Na visão dos entrevistados são inúmeras as vantagens que podem ser citadas com utilização de agroquímicos em misturas, tais como: economia de tempo, de mão de obra, de água, de óleo diesel, agilidade nas operações, facilidade de manejo da cultura, diminuição da compactação do solo, aumento do espectro de ação dos produtos, manejo da resistência e aplicação no momento adequado.

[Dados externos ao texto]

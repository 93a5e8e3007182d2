//! Register Decoding Property Tests
//!
//! End-to-end checks through the public API:
//! - Packing layout for arbitrary register blocks
//! - Host independence of every ordering convention
//! - Validation failures and first-value convenience decoders
//! - CRC16 reference vectors

#![allow(clippy::disallowed_methods)] // Test code - unwrap is acceptable

use proptest::prelude::*;
use voltage_regcodec::{
    crc16_modbus, crc16_modbus_prefix, crc16_modbus_range, decode_ascii, decode_f32, decode_f64,
    decode_multi_f32, decode_multi_f64, decode_multi_u32, pack_registers, reorder_bytes, HostEndian,
    OrderingConvention, RegisterCodec,
};

fn float_regs(values: &[f32]) -> Vec<u16> {
    pack_be(values.iter().flat_map(|v| v.to_be_bytes()))
}

fn pack_be(bytes: impl IntoIterator<Item = u8>) -> Vec<u16> {
    let bytes: Vec<u8> = bytes.into_iter().collect();
    bytes
        .chunks(2)
        .map(|pair| u16::from_be_bytes([pair[0], pair[1]]))
        .collect()
}

// ============================================================================
// Register Packer
// ============================================================================

proptest! {
    #[test]
    fn prop_pack_layout(regs in prop::collection::vec(any::<u16>(), 1..64)) {
        let bytes = pack_registers(&regs);
        prop_assert_eq!(bytes.len(), regs.len() * 2);
        for (i, reg) in regs.iter().enumerate() {
            prop_assert_eq!(bytes[2 * i], (reg >> 8) as u8);
            prop_assert_eq!(bytes[2 * i + 1], (reg & 0xFF) as u8);
        }
    }

    #[test]
    fn prop_reorder_preserves_length_and_input(
        groups in 1usize..8,
        seed in any::<u64>(),
        index in 0usize..8,
    ) {
        let convention = OrderingConvention::ALL[index];
        let len = groups * convention.group_size();
        let raw: Vec<u8> = (0..len).map(|i| (seed >> (i % 8 * 8)) as u8 ^ i as u8).collect();
        let snapshot = raw.clone();

        for host in [HostEndian::Little, HostEndian::Big] {
            let out = reorder_bytes(&raw, convention, host).unwrap();
            prop_assert_eq!(out.len(), raw.len());
            prop_assert_eq!(&raw, &snapshot);
        }
    }

    #[test]
    fn prop_u32_host_independent(regs in prop::collection::vec(any::<u16>(), 1..16), index in 0usize..4) {
        let regs: Vec<u16> = regs.iter().chain(regs.iter()).copied().collect();
        let convention = OrderingConvention::ALL[index];
        let little = RegisterCodec::new(HostEndian::Little).decode_multi_u32(&regs, Some(convention)).unwrap();
        let big = RegisterCodec::new(HostEndian::Big).decode_multi_u32(&regs, Some(convention)).unwrap();
        prop_assert_eq!(little.len(), regs.len() / 2);
        prop_assert_eq!(little, big);
    }

    #[test]
    fn prop_f64_host_independent(bits in any::<[u16; 4]>(), index in 0usize..2) {
        // Straight 64-bit layouts decode identically on either host
        let convention = [OrderingConvention::ABCDEFGH, OrderingConvention::HGFEDCBA][index];
        let little = RegisterCodec::new(HostEndian::Little).decode_f64(&bits, Some(convention)).unwrap();
        let big = RegisterCodec::new(HostEndian::Big).decode_f64(&bits, Some(convention)).unwrap();
        prop_assert_eq!(little.to_bits(), big.to_bits());
    }

    #[test]
    fn prop_abcd_f32_roundtrip(values in prop::collection::vec(any::<f32>(), 1..16)) {
        let decoded = decode_multi_f32(&float_regs(&values), OrderingConvention::ABCD).unwrap();
        let expected: Vec<u32> = values.iter().map(|v| v.to_bits()).collect();
        let actual: Vec<u32> = decoded.iter().map(|v| v.to_bits()).collect();
        prop_assert_eq!(actual, expected);
    }
}

// ============================================================================
// Byte-Order Transformer
// ============================================================================

#[test]
fn test_dcba_little_endian_is_identity() {
    let raw = [0x11, 0x22, 0x33, 0x44];
    let out = reorder_bytes(&raw, OrderingConvention::DCBA, HostEndian::Little).unwrap();
    assert_eq!(out, raw);
}

#[test]
fn test_abcd_little_endian_twice_restores() {
    let raw = [0x11, 0x22, 0x33, 0x44, 0x55, 0x66, 0x77, 0x88];
    let once = reorder_bytes(&raw, OrderingConvention::ABCD, HostEndian::Little).unwrap();
    assert_eq!(once, [0x44, 0x33, 0x22, 0x11, 0x88, 0x77, 0x66, 0x55]);

    let twice = reorder_bytes(&once, OrderingConvention::ABCD, HostEndian::Little).unwrap();
    assert_eq!(twice, raw);
}

#[test]
fn test_reorder_rejects_bad_lengths() {
    for host in [HostEndian::Little, HostEndian::Big] {
        for convention in OrderingConvention::ALL {
            let err = reorder_bytes(&[], convention, host).unwrap_err();
            assert!(err.is_invalid_argument(), "empty buffer for {convention}");
        }
        assert!(reorder_bytes(&[0; 5], OrderingConvention::ABCD, host)
            .unwrap_err()
            .is_invalid_argument());
        assert!(reorder_bytes(&[0; 12], OrderingConvention::HGFEDCBA, host)
            .unwrap_err()
            .is_invalid_argument());
    }
}

// ============================================================================
// Numeric Decoder
// ============================================================================

#[test]
fn test_multi_f32_abcd_roundtrip() {
    let regs = float_regs(&[3.5, -0.125]);
    assert_eq!(regs.len(), 4);
    assert_eq!(
        decode_multi_f32(&regs, OrderingConvention::ABCD).unwrap(),
        vec![3.5, -0.125]
    );
}

#[test]
fn test_singular_decoders_take_first_group() {
    let regs = float_regs(&[3.5, -0.125]);
    assert_eq!(decode_f32(&regs, OrderingConvention::ABCD).unwrap(), 3.5);

    let doubles = pack_be([1.0f64, 2.0f64].iter().flat_map(|v| v.to_be_bytes()));
    assert_eq!(decode_f64(&doubles, OrderingConvention::ABCDEFGH).unwrap(), 1.0);
}

#[test]
fn test_multi_f64_groups() {
    let values = [1.5f64, -273.15, 1.0e300];
    let straight = pack_be(values.iter().flat_map(|v| v.to_be_bytes()));
    assert_eq!(straight.len(), 12);

    let decoded = decode_multi_f64(&straight, OrderingConvention::ABCDEFGH).unwrap();
    assert_eq!(decoded.len(), straight.len() / 4);
    assert_eq!(decoded, values);

    // HGFEDCBA: each value sent least significant byte first
    let reversed = pack_be(values.iter().flat_map(|v| v.to_le_bytes()));
    let decoded = decode_multi_f64(&reversed, OrderingConvention::HGFEDCBA).unwrap();
    assert_eq!(decoded.len(), 3);
    assert_eq!(decoded, values);
}

#[test]
fn test_word_swapped_device_layout() {
    // 0x12345678 transmitted low word first needs the word-swapping 32-bit convention
    let regs = [0x5678, 0x1234];
    assert_eq!(
        decode_multi_u32(&regs, OrderingConvention::BADC).unwrap(),
        vec![0x1234_5678]
    );
}

#[test]
fn test_decode_ascii_text_block() {
    assert_eq!(decode_ascii(&[0x4142]), "AB");
    assert_eq!(decode_ascii(&[0x5356, 0x2D31]), "SV-1");
    assert_eq!(decode_ascii(&[0x4142, 0x4344]).len(), 4);
}

// ============================================================================
// Checksum Engine
// ============================================================================

#[test]
fn test_crc16_reference_frame() {
    let request = [0x01, 0x03, 0x00, 0x00, 0x00, 0x0A];
    assert_eq!(crc16_modbus(&request), (0xC5, 0xCD));
    assert_eq!(crc16_modbus_prefix(&request, request.len()), (0xC5, 0xCD));
    assert_eq!(crc16_modbus_range(&request, 0, request.len()), (0xC5, 0xCD));
}

#[test]
fn test_crc16_empty_range() {
    assert_eq!(crc16_modbus_range(&[], 0, 0), (0xFF, 0xFF));
}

Em relação às desvantagens foram apontadas falta de regulamentação, preocupação com os riscos à saúde e ao ambiente, possibilidade da ocorrência de fitointoxicação, incompatibilidade química, redução da eficiência (antagonismo) e maior desgaste dos equipamentos.

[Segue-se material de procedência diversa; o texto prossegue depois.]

//! Codec configuration
//!
//! Loaded with figment in priority order: built-in defaults < YAML file <
//! `REGCODEC_*` environment variables.
//!
//! ```yaml
//! default_32: CDAB
//! default_64: GHEFCDAB
//! host_endian: little   # omit to use the real host order
//! ```

use std::path::Path;

use figment::{
    providers::{Env, Format, Serialized, Yaml},
    Figment,
};
use serde::{Deserialize, Serialize};
use tracing::{debug, info};

use crate::bytes::{ConventionFamily, HostEndian, OrderingConvention};
use crate::error::{CodecError, Result};

/// Environment variable prefix for overrides
pub const ENV_PREFIX: &str = "REGCODEC_";

/// Default conventions and host order for a `RegisterCodec`
#[derive(Debug, Clone, PartialEq, Eq, Serialize, Deserialize)]
pub struct CodecConfig {
    /// Convention used for f32/i32/u32 when none is given
    #[serde(default = "default_32")]
    pub default_32: OrderingConvention,

    /// Convention used for f64 when none is given
    #[serde(default = "default_64")]
    pub default_64: OrderingConvention,

    /// Host order override, `None` = native
    #[serde(default, skip_serializing_if = "Option::is_none")]
    pub host_endian: Option<HostEndian>,
}

fn default_32() -> OrderingConvention {
    OrderingConvention::DEFAULT_32
}

fn default_64() -> OrderingConvention {
    OrderingConvention::DEFAULT_64
}

impl Default for CodecConfig {
    fn default() -> Self {
        Self {
            default_32: default_32(),
            default_64: default_64(),
            host_endian: None,
        }
    }
}

impl CodecConfig {
    /// Load configuration, optionally from a YAML file
    pub fn load(path: Option<&Path>) -> Result<Self> {
        let mut figment = Figment::from(Serialized::defaults(Self::default()));

        if let Some(path) = path {
            if !path.exists() {
                return Err(CodecError::config(format!(
                    "config file not found: {}",
                    path.display()
                )));
            }
            debug!("Loading codec config from {}", path.display());
            figment = figment.merge(Yaml::file(path));
        }

        let config: Self = figment.merge(Env::prefixed(ENV_PREFIX)).extract()?;
        config.validate()?;

        info!(
            "Codec defaults: 32-bit {}, 64-bit {}, host {}",
            config.default_32,
            config.default_64,
            config
                .host_endian
                .map_or("native", |host| host.as_str())
        );
        Ok(config)
    }

    /// Each default must belong to the family it is used for
    pub fn validate(&self) -> Result<()> {
        if self.default_32.family() != ConventionFamily::Word32 {
            return Err(CodecError::config(format!(
                "default_32 must be a 4-byte convention, got {}",
                self.default_32
            )));
        }
        if self.default_64.family() != ConventionFamily::Word64 {
            return Err(CodecError::config(format!(
                "default_64 must be an 8-byte convention, got {}",
                self.default_64
            )));
        }
        Ok(())
    }
}

#[cfg(test)]
#[allow(clippy::disallowed_methods)] // Test code - unwrap is acceptable
mod tests {
    use super::*;
    use serial_test::serial;
    use std::io::Write;

    fn write_yaml(content: &str) -> tempfile::NamedTempFile {
        let mut file = tempfile::Builder::new().suffix(".yaml").tempfile().unwrap();
        file.write_all(content.as_bytes()).unwrap();
        file
    }

    #[test]
    #[serial]
    fn test_defaults_without_file() {
        let config = CodecConfig::load(None).unwrap();
        assert_eq!(config, CodecConfig::default());
    }

    #[test]
    #[serial]
    fn test_yaml_file() {
        let file = write_yaml("default_32: cd-ab\ndefault_64: GHEFCDAB\nhost_endian: big\n");
        let config = CodecConfig::load(Some(file.path())).unwrap();

        assert_eq!(config.default_32, OrderingConvention::CDAB);
        assert_eq!(config.default_64, OrderingConvention::GHEFCDAB);
        assert_eq!(config.host_endian, Some(HostEndian::Big));
    }

    #[test]
    #[serial]
    fn test_env_overrides_file() {
        let file = write_yaml("default_32: CDAB\n");
        std::env::set_var("REGCODEC_DEFAULT_32", "BADC");
        let result = CodecConfig::load(Some(file.path()));
        std::env::remove_var("REGCODEC_DEFAULT_32");

        assert_eq!(result.unwrap().default_32, OrderingConvention::BADC);
    }

    #[test]
    #[serial]
    fn test_wrong_family_rejected() {
        let file = write_yaml("default_32: ABCDEFGH\n");
        let err = CodecConfig::load(Some(file.path())).unwrap_err();
        assert!(matches!(err, CodecError::Config(_)));
    }

    #[test]
    #[serial]
    fn test_unknown_convention_rejected() {
        let file = write_yaml("default_64: XYZ\n");
        assert!(CodecConfig::load(Some(file.path())).is_err());
    }

    #[test]
    fn test_missing_file() {
        let err = CodecConfig::load(Some(Path::new("/nonexistent/regcodec.yaml"))).unwrap_err();
        assert!(err.to_string().contains("not found"));
    }

    #[test]
    fn test_yaml_roundtrip() {
        let config = CodecConfig {
            default_32: OrderingConvention::DCBA,
            default_64: OrderingConvention::HGFEDCBA,
            host_endian: Some(HostEndian::Little),
        };
        let yaml = serde_yaml::to_string(&config).unwrap();
        let parsed: CodecConfig = serde_yaml::from_str(&yaml).unwrap();
        assert_eq!(parsed, config);
    }
}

Entre os entrevistados apenas um terço desconhece haver problemas com as misturas, enquanto a maioria confirma haver possibilidade de ocorrer algum tipo de problema, como por exemplo, a dificuldade de dissolver os produtos misturados, a fitotoxicidade, o excesso de formação de espumas, entupimento de bicos e decantação de produtos no tanque. Em pulverização não se pode admitir em hipótese alguma que ocorram. Outra observação importante a ser destacada no trabalho realizado por Gazziero (2015) foi o consenso entre os entrevistados de que as informações sobre as mistura não são suficientes. Isto estimula uma reflexão: se a prática da mistura em tanque se mostra tão comum e necessária para a agricultura, por que não regulamenta-la?
A regulamentação da mistura em tanque de agroquímicos é um assunto de interesse de todos os que atuam na área da sanidade vegetal, e especialmente dos agricultores e profissionais que prestam assistência técnica. As misturas de produtos com diferentes mecanismos de ação é uma prática mundialmente recomendada para prevenir ou manejar problemas com insetos-praga, doenças e plantas daninhas resistentes. A resistência das pragas aos herbicidas, fungicidas e inseticidas é atualmente uma ameaça mundial, que afeta diretamente a agricultura no Brasil.

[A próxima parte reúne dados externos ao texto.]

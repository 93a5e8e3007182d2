//! Named byte/word ordering conventions for register-encoded values
//!
//! Field devices disagree on how a 32-bit or 64-bit value is spread across
//! consecutive 16-bit registers. The convention names use letters as labels
//! for the big-endian byte positions of the packed register stream:
//! `A` is the high byte of the first register, `B` its low byte, and so on.
//!
//! For registers `[0x1234, 0x5678]` the packed stream is `[0x12, 0x34, 0x56, 0x78]`,
//! i.e. `A = 0x12`, `B = 0x34`, `C = 0x56`, `D = 0x78`.

use std::fmt;
use std::str::FromStr;

use serde::{Deserialize, Serialize};

use crate::error::{CodecError, Result};

/// Group width of a convention
#[derive(Debug, Clone, Copy, PartialEq, Eq, Hash)]
pub enum ConventionFamily {
    /// 4 bytes (2 registers) per value
    Word32,
    /// 8 bytes (4 registers) per value
    Word64,
}

impl ConventionFamily {
    /// Number of bytes that encode one value
    #[inline]
    pub fn group_size(&self) -> usize {
        match self {
            Self::Word32 => 4,
            Self::Word64 => 8,
        }
    }

    /// Number of 16-bit registers that encode one value
    #[inline]
    pub fn registers_per_value(&self) -> usize {
        self.group_size() / 2
    }
}

/// Closed set of supported ordering conventions
#[allow(clippy::upper_case_acronyms)]
#[derive(Debug, Clone, Copy, PartialEq, Eq, Hash, Serialize, Deserialize)]
#[serde(try_from = "String", into = "String")]
pub enum OrderingConvention {
    /// Most significant register first, most significant byte first
    ABCD,
    CDAB,
    BADC,
    DCBA,
    /// 64-bit big-endian: most significant register first
    ABCDEFGH,
    GHEFCDAB,
    BADCFEHG,
    HGFEDCBA,
}

impl OrderingConvention {
    /// Default convention for 32-bit values
    pub const DEFAULT_32: Self = Self::ABCD;

    /// Default convention for 64-bit values
    pub const DEFAULT_64: Self = Self::ABCDEFGH;

    /// Every convention, 4-byte family first
    pub const ALL: [Self; 8] = [
        Self::ABCD,
        Self::CDAB,
        Self::BADC,
        Self::DCBA,
        Self::ABCDEFGH,
        Self::GHEFCDAB,
        Self::BADCFEHG,
        Self::HGFEDCBA,
    ];

    pub fn family(&self) -> ConventionFamily {
        match self {
            Self::ABCD | Self::CDAB | Self::BADC | Self::DCBA => ConventionFamily::Word32,
            Self::ABCDEFGH | Self::GHEFCDAB | Self::BADCFEHG | Self::HGFEDCBA => {
                ConventionFamily::Word64
            },
        }
    }

    /// Number of bytes per decoded value (4 or 8)
    #[inline]
    pub fn group_size(&self) -> usize {
        self.family().group_size()
    }

    /// Letter name, e.g. `"CDAB"`
    pub fn letters(&self) -> &'static str {
        match self {
            Self::ABCD => "ABCD",
            Self::CDAB => "CDAB",
            Self::BADC => "BADC",
            Self::DCBA => "DCBA",
            Self::ABCDEFGH => "ABCDEFGH",
            Self::GHEFCDAB => "GHEFCDAB",
            Self::BADCFEHG => "BADCFEHG",
            Self::HGFEDCBA => "HGFEDCBA",
        }
    }

    /// Check if this convention belongs to the 8-byte family
    #[inline]
    pub fn is_64bit(&self) -> bool {
        self.family() == ConventionFamily::Word64
    }
}

impl FromStr for OrderingConvention {
    type Err = CodecError;

    /// Parse a convention name.
    ///
    /// Case-insensitive, `-` and `_` separators are ignored:
    /// - "ABCD", "AB-CD", "BE", "BIG_ENDIAN" → ABCD
    /// - "DCBA", "LE", "LITTLE_ENDIAN" → DCBA
    /// - "ABCDEFGH", "BE64" → ABCDEFGH
    /// - "HGFEDCBA", "LE64" → HGFEDCBA
    fn from_str(s: &str) -> Result<Self> {
        let normalized: String = s
            .trim()
            .chars()
            .filter(|c| *c != '-' && *c != '_')
            .map(|c| c.to_ascii_uppercase())
            .collect();

        match normalized.as_str() {
            // 32-bit patterns
            "ABCD" | "BE" | "BIGENDIAN" => Ok(Self::ABCD),
            "CDAB" => Ok(Self::CDAB),
            "BADC" => Ok(Self::BADC),
            "DCBA" | "LE" | "LITTLEENDIAN" => Ok(Self::DCBA),

            // 64-bit patterns
            "ABCDEFGH" | "BE64" => Ok(Self::ABCDEFGH),
            "GHEFCDAB" => Ok(Self::GHEFCDAB),
            "BADCFEHG" => Ok(Self::BADCFEHG),
            "HGFEDCBA" | "LE64" => Ok(Self::HGFEDCBA),

            _ => Err(CodecError::unknown_convention(s)),
        }
    }
}

impl TryFrom<String> for OrderingConvention {
    type Error = CodecError;

    fn try_from(value: String) -> Result<Self> {
        value.parse()
    }
}

impl From<OrderingConvention> for String {
    fn from(value: OrderingConvention) -> Self {
        value.letters().to_string()
    }
}

impl fmt::Display for OrderingConvention {
    fn fmt(&self, f: &mut fmt::Formatter<'_>) -> fmt::Result {
        f.write_str(self.letters())
    }
}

Várias instituições públicas e privadas que acreditam na necessidade de uma solução para o caso das misturas em tanque, tem trabalhado junto ao governo federal, no sentido de que seja elaborada uma Instrução Normativa Conjunta pelos Ministérios da Agricultura, Saúde e Ambiente, para que a regulamentação das misturas se torne uma realidade. As discussões levam em consideração as legislações internacionais utilizadas em países desenvolvidos, uma rigorosa análise de riscos e a realidade brasileira. O fato é que o Brasil precisa encaminhar uma solução. Desde meados dos anos 80 incontáveis moções solicitando a regulamentação foram feitas ao governo, entretanto, sem sucesso. Porém, nunca se chegou tão perto de uma solução como atualmente, pois há o entendimento dos órgãos competentes de que esse problema deve ser definitivamente solucionado. Existe expectativa de que uma decisão seja tomada ainda em 2017, pois os agricultores não podem continuar trabalhando com a falta de informações necessárias, assim como os profissionais legalmente habilitados não devem ser impedidos de atuar nesse assunto. A regulamentação pelos órgãos governamentais, como ocorre em outros países, permitirá que as informações circulem livremente chegando aos usuários e resultando em benefícios econômicos, agronômicos, ambientais e para a saúde do trabalhador.
*O artigo foi publicado na Cultivar Grandes Culturas, edição 220, de setembro de 2017.